WHAT YOU SHOULD DO -> Reproduce, exactly, the lines of the material below from the line containing "self.row.abs_diff(other.row) + self.col.abs_diff(other.col)" through the line containing "pub fn remaining_goals(&self)", with both end lines included and nothing else.

DATA FOR PROCESSING ->
============================================================
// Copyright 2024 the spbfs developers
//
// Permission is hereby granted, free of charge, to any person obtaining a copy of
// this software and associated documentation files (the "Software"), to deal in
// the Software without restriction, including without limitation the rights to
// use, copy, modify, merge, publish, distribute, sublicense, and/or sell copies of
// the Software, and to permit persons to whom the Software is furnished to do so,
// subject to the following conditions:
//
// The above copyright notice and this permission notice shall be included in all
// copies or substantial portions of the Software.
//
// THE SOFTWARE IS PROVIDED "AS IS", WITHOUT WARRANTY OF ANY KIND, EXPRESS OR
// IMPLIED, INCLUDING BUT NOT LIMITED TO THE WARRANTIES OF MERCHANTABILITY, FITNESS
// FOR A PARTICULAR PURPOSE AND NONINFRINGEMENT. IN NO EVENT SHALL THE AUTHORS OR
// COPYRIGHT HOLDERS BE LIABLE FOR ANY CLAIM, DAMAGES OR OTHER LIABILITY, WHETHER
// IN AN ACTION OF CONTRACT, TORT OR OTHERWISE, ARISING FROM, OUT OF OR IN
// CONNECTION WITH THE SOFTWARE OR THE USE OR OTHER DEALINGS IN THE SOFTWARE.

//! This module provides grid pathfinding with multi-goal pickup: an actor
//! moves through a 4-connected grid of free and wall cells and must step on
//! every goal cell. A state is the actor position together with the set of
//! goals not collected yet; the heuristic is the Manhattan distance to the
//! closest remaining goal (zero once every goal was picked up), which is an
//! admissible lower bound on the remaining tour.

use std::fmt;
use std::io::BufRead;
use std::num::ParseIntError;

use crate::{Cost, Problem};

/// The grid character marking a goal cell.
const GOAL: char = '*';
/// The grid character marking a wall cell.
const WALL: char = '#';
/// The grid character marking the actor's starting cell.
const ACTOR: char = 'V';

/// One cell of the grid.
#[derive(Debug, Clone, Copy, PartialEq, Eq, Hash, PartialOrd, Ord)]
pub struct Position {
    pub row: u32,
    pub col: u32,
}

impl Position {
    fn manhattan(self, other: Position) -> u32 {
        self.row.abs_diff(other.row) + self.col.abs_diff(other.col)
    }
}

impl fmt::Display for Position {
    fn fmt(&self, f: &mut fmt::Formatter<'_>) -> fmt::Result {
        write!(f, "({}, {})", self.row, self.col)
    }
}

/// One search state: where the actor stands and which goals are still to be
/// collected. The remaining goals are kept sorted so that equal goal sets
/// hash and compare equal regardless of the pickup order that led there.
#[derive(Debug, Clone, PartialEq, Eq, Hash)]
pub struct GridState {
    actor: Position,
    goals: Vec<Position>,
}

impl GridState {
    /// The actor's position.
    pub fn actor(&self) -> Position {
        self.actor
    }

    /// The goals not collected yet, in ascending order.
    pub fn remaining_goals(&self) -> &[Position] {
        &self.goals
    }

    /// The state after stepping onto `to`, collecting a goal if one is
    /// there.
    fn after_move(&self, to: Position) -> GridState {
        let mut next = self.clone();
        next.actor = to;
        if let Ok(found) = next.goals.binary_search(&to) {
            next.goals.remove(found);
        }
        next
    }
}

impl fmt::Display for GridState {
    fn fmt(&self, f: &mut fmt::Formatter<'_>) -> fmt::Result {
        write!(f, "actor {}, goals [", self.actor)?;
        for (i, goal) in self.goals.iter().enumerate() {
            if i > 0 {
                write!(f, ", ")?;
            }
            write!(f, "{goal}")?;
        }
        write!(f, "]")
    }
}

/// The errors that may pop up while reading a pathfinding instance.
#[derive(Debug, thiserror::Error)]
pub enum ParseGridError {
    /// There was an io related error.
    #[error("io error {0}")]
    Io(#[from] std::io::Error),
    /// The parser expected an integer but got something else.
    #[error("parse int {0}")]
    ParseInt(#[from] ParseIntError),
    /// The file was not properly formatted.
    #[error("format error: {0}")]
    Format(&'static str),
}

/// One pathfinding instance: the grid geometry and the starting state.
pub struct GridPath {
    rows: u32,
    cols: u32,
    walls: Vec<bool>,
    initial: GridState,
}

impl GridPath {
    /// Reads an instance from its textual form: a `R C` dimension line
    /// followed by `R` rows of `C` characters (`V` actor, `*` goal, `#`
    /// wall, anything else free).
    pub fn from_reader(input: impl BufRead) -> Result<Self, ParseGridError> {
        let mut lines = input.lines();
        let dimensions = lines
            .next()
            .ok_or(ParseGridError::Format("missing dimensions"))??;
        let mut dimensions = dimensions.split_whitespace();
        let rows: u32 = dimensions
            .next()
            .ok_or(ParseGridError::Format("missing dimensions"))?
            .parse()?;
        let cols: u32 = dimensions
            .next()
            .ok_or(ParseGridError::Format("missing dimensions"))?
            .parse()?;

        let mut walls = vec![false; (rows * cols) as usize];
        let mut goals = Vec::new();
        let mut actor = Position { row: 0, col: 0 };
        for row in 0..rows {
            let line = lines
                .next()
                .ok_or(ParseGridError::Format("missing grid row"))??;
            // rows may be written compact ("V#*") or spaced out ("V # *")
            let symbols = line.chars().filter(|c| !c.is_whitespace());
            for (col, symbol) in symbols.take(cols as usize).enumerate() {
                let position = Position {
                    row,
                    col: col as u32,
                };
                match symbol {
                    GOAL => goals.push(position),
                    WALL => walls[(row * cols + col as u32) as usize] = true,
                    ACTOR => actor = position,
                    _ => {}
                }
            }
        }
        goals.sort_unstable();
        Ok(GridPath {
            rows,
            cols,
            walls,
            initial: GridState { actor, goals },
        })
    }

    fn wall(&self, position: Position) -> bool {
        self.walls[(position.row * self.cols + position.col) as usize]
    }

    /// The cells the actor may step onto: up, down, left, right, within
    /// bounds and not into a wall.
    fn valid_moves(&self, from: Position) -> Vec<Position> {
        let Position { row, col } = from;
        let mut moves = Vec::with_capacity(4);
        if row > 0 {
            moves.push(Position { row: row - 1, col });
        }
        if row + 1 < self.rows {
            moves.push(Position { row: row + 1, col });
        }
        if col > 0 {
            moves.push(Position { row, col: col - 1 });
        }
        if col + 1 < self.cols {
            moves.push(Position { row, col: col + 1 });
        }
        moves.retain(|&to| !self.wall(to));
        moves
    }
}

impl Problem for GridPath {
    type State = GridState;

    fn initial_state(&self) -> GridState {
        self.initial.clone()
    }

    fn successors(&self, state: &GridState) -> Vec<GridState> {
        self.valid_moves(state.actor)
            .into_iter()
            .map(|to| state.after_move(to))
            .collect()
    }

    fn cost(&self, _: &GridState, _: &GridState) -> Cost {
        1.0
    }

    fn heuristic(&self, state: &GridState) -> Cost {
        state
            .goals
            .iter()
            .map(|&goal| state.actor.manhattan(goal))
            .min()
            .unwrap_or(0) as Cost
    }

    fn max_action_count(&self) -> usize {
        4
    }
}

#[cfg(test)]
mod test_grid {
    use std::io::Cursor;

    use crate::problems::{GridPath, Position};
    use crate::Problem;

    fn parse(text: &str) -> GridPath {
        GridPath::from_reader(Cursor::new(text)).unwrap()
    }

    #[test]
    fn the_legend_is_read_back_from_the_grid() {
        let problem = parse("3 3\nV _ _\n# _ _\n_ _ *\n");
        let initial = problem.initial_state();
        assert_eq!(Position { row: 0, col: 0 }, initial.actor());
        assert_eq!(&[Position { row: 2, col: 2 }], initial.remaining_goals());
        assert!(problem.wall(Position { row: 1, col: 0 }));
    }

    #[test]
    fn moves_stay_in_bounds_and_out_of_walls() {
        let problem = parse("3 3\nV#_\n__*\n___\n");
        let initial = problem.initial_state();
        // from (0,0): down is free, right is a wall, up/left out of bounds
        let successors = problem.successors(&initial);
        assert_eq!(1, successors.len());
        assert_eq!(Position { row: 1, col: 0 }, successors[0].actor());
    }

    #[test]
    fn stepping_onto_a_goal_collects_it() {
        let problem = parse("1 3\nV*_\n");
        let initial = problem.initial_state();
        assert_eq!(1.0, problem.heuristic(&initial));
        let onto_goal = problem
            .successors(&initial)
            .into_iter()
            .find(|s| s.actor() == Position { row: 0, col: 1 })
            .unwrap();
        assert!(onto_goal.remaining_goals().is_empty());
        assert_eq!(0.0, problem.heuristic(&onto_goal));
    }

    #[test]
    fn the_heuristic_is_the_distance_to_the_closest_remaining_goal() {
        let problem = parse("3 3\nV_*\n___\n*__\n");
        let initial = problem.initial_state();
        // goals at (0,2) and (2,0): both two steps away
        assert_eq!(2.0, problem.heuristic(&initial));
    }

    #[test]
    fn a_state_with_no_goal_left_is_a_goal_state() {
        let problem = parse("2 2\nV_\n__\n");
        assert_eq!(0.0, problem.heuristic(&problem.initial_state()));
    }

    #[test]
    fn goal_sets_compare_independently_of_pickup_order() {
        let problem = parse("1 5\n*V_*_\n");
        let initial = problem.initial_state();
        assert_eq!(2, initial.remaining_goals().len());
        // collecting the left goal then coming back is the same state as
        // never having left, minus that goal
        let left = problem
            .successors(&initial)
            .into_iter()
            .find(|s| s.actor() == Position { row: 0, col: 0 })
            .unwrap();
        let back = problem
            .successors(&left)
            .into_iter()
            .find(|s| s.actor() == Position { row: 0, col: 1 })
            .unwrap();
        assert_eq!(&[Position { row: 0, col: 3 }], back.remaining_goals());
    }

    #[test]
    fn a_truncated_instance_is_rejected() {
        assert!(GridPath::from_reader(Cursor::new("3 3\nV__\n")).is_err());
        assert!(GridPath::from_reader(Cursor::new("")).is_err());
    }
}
============================================================
SOLUTION ->
        self.row.abs_diff(other.row) + self.col.abs_diff(other.col)
    }
}

impl fmt::Display for Position {
    fn fmt(&self, f: &mut fmt::Formatter<'_>) -> fmt::Result {
        write!(f, "({}, {})", self.row, self.col)
    }
}

/// One search state: where the actor stands and which goals are still to be
/// collected. The remaining goals are kept sorted so that equal goal sets
/// hash and compare equal regardless of the pickup order that led there.
#[derive(Debug, Clone, PartialEq, Eq, Hash)]
pub struct GridState {
    actor: Position,
    goals: Vec<Position>,
}

impl GridState {
    /// The actor's position.
    pub fn actor(&self) -> Position {
        self.actor
    }

    /// The goals not collected yet, in ascending order.
    pub fn remaining_goals(&self) -> &[Position] {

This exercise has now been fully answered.